//! Access policy evaluation for matched routes.
//!
//! The primary decision is option-based: a route is public iff it declares
//! `access = "public"`. A missing option means authentication is required
//! (fail-closed). The legacy allow-list branch below is kept strictly
//! separate so it can be deleted without touching the option logic.
use crate::{
    core::route::{Access, Route},
    metrics,
};

/// Literal paths treated as public even without the `access` option.
///
/// Deprecated: routes should declare `access = "public"` instead. Every match
/// against this list emits a deprecation signal; do not add entries.
pub const LEGACY_PUBLIC_PATHS: &[&str] = &[
    "/login",
    "/login/frame",
    "/ajax/login",
    "/ajax/logout",
    "/ajax/login/refresh",
    "/ajax/login/timedout",
];

/// Decides whether a matched route is reachable without a session.
#[derive(Debug, Clone, Copy, Default)]
pub struct AccessPolicy;

impl AccessPolicy {
    pub fn new() -> Self {
        Self
    }

    /// True iff the route may be served without an authenticated session.
    pub fn is_public(&self, route: &Route) -> bool {
        if route.access() == Some(Access::Public) {
            return true;
        }
        self.is_legacy_public(route)
    }

    /// Deprecated allow-list branch, scheduled for removal.
    fn is_legacy_public(&self, route: &Route) -> bool {
        let path = route.pattern().as_str();
        if LEGACY_PUBLIC_PATHS.contains(&path) {
            metrics::increment_legacy_public_path(path);
            tracing::warn!(
                path,
                route = route.id(),
                "route allowed via deprecated public-path allow-list; declare access = \"public\" on the route instead"
            );
            return true;
        }
        false
    }
}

◆ ◆ ◆

_Task requirements_
Beginning with the line that contains "metrics::increment_legacy_public_path(path);", write out every line through the end of the entries above, exactly.

_Task response_
            metrics::increment_legacy_public_path(path);
            tracing::warn!(
                path,
                route = route.id(),
                "route allowed via deprecated public-path allow-list; declare access = \"public\" on the route instead"
            );
            return true;
        }
        false
    }
}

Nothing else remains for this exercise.